11. MolmoPoint: Better Pointing for VLMs with Grounding Tokens
Authors: Christopher Clark, Yue Yang, Jae Sung Park, Zixian Ma, Jieyu Zhang et al. (Allen AI) Summary: Instead of generating coordinates as text (which requires learning a complex coordinate system), proposes pointing tokens that directly select visual tokens containing the target concept via cross-attention. More intuitive and efficient grounding mechanism for VLMs. Models released on HuggingFace. Link: arxiv.org/abs/2603.28069 Source: HuggingFace trending (Mar 31), Allen AI blog (allenai.org/blog/molmopoint), HF model releases (MolmoPoint-8B, MolmoPoint-Vid-4B) Why trending: Allen AI release with open models. Fundamentally simpler approach to visual grounding that outperforms coordinate-based methods.

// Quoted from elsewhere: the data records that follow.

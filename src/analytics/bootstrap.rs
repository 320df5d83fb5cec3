use tracing::info;

use super::layout::REQUIRED_SHEETS;
use crate::errors::Result;
use crate::storage::SheetStore;

/// Create every required sheet that is missing, with its header and position
///
/// Returns the names of the sheets created this run.
pub fn ensure_sheets(store: &dyn SheetStore) -> Result<Vec<&'static str>> {
    let existing = store.sheet_names()?;
    let mut created = Vec::new();

    for layout in REQUIRED_SHEETS {
        if existing.iter().any(|name| name == layout.name) {
            continue;
        }
        store.create_sheet(layout.name, layout.position, layout.header)?;
        info!("Created sheet '{}' on {}", layout.name, store.backend_name());
        created.push(layout.name);
    }

    Ok(created)
}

12. On-the-fly Repulsion in the Contextual Space for Rich Diversity in Diffusion Transformers
Authors: Omer Dahary, Benaya Koren, Daniel Garibi, Daniel Cohen-Or Summary: Modern T2I diffusion models achieve great semantic alignment but converge on narrow visual solutions – “typicality bias.” Identifies a fundamental trade-off in current diversity approaches and proposes on-the-fly repulsion in contextual space to generate diverse outputs without costly optimization. Link: arxiv.org/abs/2603.28762 Source: HuggingFace trending (#10 on Mar 31), arxiv cs.CV Why trending: Addresses a real pain point in production image generation: every prompt gives the same-looking output. Clean solution.

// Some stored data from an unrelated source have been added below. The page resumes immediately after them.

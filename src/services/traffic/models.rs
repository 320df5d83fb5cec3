use chrono::NaiveDate;
use serde::{Deserialize, Serialize};

use crate::errors::{Result, TrafficError};

/// The four metrics pulled on every run
#[derive(Debug, Clone, Copy, PartialEq, Eq, Hash)]
pub enum TrafficMetric {
    Clones,
    PopularPaths,
    PopularReferrers,
    Views,
}

impl TrafficMetric {
    /// Request order of a run
    pub const ALL: [TrafficMetric; 4] = [
        TrafficMetric::Clones,
        TrafficMetric::PopularPaths,
        TrafficMetric::PopularReferrers,
        TrafficMetric::Views,
    ];

    /// Fixed result key of the metric
    pub fn key(&self) -> &'static str {
        match self {
            TrafficMetric::Clones => "clone_stats",
            TrafficMetric::PopularPaths => "path_stats",
            TrafficMetric::PopularReferrers => "referrers_stats",
            TrafficMetric::Views => "views_stats",
        }
    }

    /// Path relative to the repository traffic API
    pub fn endpoint(&self) -> &'static str {
        match self {
            TrafficMetric::Clones => "traffic/clones?per=day",
            TrafficMetric::PopularPaths => "traffic/popular/paths",
            TrafficMetric::PopularReferrers => "traffic/popular/referrers",
            TrafficMetric::Views => "traffic/views?per=day",
        }
    }
}

/// 单日的 clone / view 数据点
#[derive(Debug, Clone, PartialEq, Eq, Serialize, Deserialize)]
pub struct TrafficDatapoint {
    /// ISO-8601, e.g. `2024-01-05T00:00:00Z`
    pub timestamp: String,
    pub count: u64,
    pub uniques: u64,
}

impl TrafficDatapoint {
    /// Calendar date of the datapoint (the date portion of its timestamp)
    pub fn date(&self) -> Result<NaiveDate> {
        let date = self.timestamp.get(..10).ok_or_else(|| {
            TrafficError::parse(format!("Invalid datapoint timestamp: '{}'", self.timestamp))
        })?;
        NaiveDate::parse_from_str(date, "%Y-%m-%d").map_err(|e| {
            TrafficError::parse(format!(
                "Invalid datapoint timestamp '{}': {}",
                self.timestamp, e
            ))
        })
    }
}

#[derive(Debug, Clone, Default, PartialEq, Eq, Serialize, Deserialize)]
pub struct ClonesPayload {
    #[serde(default)]
    pub clones: Vec<TrafficDatapoint>,
}

#[derive(Debug, Clone, Default, PartialEq, Eq, Serialize, Deserialize)]
pub struct ViewsPayload {
    #[serde(default)]
    pub views: Vec<TrafficDatapoint>,
}

#[derive(Debug, Clone, PartialEq, Eq, Serialize, Deserialize)]
pub struct PathStat {
    pub path: String,
    pub count: u64,
    pub uniques: u64,
}

#[derive(Debug, Clone, PartialEq, Eq, Serialize, Deserialize)]
pub struct ReferrerStat {
    pub referrer: String,
    pub count: u64,
    pub uniques: u64,
}

/// Partial result of one fetch: `None` means the metric is unavailable this run
#[derive(Debug, Clone, Default, PartialEq, Eq)]
pub struct TrafficSnapshot {
    pub clones: Option<ClonesPayload>,
    pub views: Option<ViewsPayload>,
    pub paths: Option<Vec<PathStat>>,
    pub referrers: Option<Vec<ReferrerStat>>,
}

impl TrafficSnapshot {
    /// Result keys present in this snapshot
    pub fn available_keys(&self) -> Vec<&'static str> {
        let mut keys = Vec::new();
        if self.clones.is_some() {
            keys.push(TrafficMetric::Clones.key());
        }
        if self.paths.is_some() {
            keys.push(TrafficMetric::PopularPaths.key());
        }
        if self.referrers.is_some() {
            keys.push(TrafficMetric::PopularReferrers.key());
        }
        if self.views.is_some() {
            keys.push(TrafficMetric::Views.key());
        }
        keys
    }
}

13. MuSEAgent: A Multimodal Reasoning Agent with Stateful Experiences
Authors: Shijian Wang, Jiarui Jin, Runhao Fu, Zexuan Yan, Xingjian Wang et al. Summary: Extends research agents beyond trajectory-level retrieval by proposing a stateful experience learning paradigm. Abstracts interaction data into atomic decision patterns that can be retrieved and applied across different reasoning contexts, enhancing multimodal decision-making. Link: arxiv.org/abs/2603.27813 Source: HuggingFace trending (#12 on Mar 31), arxiv cs.AI Why trending: Agent memory and experience accumulation is a key unsolved problem. Stateful experiences is a compelling abstraction.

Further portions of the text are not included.